• _Extracted data_

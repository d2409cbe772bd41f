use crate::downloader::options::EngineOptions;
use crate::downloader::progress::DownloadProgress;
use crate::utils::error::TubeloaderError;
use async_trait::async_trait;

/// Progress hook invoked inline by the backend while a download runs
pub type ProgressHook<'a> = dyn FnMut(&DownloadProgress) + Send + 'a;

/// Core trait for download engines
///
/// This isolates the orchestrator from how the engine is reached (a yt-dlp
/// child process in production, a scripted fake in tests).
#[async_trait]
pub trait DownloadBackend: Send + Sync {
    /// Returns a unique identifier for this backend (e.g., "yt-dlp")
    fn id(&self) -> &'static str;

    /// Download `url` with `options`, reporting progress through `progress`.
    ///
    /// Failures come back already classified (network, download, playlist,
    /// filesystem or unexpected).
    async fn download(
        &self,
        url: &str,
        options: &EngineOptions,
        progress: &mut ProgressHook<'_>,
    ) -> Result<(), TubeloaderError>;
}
--
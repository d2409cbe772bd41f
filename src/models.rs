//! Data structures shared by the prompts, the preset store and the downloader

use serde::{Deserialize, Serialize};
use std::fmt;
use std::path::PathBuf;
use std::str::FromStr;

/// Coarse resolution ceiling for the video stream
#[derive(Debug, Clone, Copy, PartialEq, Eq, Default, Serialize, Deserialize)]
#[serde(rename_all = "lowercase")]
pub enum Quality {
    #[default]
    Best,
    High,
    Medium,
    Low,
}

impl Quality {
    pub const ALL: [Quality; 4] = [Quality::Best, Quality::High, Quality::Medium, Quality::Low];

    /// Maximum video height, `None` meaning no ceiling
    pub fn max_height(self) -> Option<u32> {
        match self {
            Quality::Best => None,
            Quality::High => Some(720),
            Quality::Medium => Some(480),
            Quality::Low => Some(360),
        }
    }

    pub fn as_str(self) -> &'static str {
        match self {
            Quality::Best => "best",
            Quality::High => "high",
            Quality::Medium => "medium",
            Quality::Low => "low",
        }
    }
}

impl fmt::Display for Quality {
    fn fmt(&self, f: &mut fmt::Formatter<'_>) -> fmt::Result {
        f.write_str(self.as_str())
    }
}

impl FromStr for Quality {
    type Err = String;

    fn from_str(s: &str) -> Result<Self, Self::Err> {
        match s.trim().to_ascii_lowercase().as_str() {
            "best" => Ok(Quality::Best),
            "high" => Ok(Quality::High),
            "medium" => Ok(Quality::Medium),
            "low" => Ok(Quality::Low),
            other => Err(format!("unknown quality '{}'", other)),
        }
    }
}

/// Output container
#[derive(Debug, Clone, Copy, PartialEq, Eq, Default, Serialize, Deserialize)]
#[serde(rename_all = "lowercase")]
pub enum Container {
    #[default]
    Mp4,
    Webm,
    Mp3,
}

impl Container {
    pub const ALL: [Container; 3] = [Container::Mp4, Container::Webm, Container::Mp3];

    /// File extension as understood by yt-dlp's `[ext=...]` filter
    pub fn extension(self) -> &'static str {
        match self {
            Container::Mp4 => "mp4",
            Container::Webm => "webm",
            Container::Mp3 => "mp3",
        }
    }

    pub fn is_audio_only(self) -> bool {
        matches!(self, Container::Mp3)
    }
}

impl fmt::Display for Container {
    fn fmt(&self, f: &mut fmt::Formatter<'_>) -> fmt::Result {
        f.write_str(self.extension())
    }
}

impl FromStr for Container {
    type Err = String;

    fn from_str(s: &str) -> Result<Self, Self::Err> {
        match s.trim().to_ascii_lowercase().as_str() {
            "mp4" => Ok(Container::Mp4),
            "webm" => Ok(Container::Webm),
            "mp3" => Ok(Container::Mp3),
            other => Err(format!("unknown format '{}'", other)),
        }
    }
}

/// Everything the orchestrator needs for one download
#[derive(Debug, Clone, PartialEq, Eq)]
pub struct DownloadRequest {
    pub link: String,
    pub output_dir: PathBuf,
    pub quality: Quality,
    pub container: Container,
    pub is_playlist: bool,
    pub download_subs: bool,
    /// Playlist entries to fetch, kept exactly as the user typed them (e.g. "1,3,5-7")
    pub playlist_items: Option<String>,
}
---
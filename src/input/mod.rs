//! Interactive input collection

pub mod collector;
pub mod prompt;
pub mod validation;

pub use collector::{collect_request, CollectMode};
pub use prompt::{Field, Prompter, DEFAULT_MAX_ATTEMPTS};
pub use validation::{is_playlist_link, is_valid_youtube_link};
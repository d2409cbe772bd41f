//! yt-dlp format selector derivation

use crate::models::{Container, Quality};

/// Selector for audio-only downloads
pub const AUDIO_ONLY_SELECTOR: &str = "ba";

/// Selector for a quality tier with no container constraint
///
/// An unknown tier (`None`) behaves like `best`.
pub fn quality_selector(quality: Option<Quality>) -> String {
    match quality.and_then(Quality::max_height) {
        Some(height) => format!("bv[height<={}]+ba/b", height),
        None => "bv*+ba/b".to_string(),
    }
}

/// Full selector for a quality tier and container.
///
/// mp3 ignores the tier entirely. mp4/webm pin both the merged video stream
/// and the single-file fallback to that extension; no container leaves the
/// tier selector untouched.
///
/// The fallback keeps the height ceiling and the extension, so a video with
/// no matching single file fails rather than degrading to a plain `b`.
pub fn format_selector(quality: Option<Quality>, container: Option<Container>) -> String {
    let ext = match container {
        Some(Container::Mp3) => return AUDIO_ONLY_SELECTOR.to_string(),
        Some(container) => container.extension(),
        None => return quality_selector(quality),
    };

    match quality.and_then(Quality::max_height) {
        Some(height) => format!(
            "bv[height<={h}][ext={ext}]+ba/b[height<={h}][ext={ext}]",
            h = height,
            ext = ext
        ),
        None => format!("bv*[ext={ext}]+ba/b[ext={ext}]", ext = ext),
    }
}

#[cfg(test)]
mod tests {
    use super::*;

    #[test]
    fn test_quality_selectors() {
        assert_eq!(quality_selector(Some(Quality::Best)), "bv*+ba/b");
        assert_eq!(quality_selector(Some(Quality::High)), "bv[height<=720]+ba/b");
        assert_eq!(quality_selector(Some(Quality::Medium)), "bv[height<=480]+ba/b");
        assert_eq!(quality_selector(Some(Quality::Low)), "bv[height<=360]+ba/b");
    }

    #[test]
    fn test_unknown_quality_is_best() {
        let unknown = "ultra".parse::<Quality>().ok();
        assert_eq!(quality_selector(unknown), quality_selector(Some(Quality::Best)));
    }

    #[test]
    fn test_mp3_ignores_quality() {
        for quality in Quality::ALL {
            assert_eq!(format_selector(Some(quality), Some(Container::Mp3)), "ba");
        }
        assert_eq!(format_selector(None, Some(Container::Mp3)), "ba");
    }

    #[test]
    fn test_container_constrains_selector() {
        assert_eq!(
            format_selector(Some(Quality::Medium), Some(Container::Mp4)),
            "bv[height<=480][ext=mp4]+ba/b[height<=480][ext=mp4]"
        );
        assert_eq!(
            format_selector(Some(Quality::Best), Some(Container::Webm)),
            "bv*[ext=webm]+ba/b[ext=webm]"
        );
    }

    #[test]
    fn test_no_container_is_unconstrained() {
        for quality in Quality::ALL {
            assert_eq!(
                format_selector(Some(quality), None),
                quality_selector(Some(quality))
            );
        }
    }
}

• _Required action_
Return every line of the listing that has the word "stream" in it.

• _Result_
/// Coarse resolution ceiling for the video stream
/// mp3 ignores the tier entirely. mp4/webm pin both the merged video stream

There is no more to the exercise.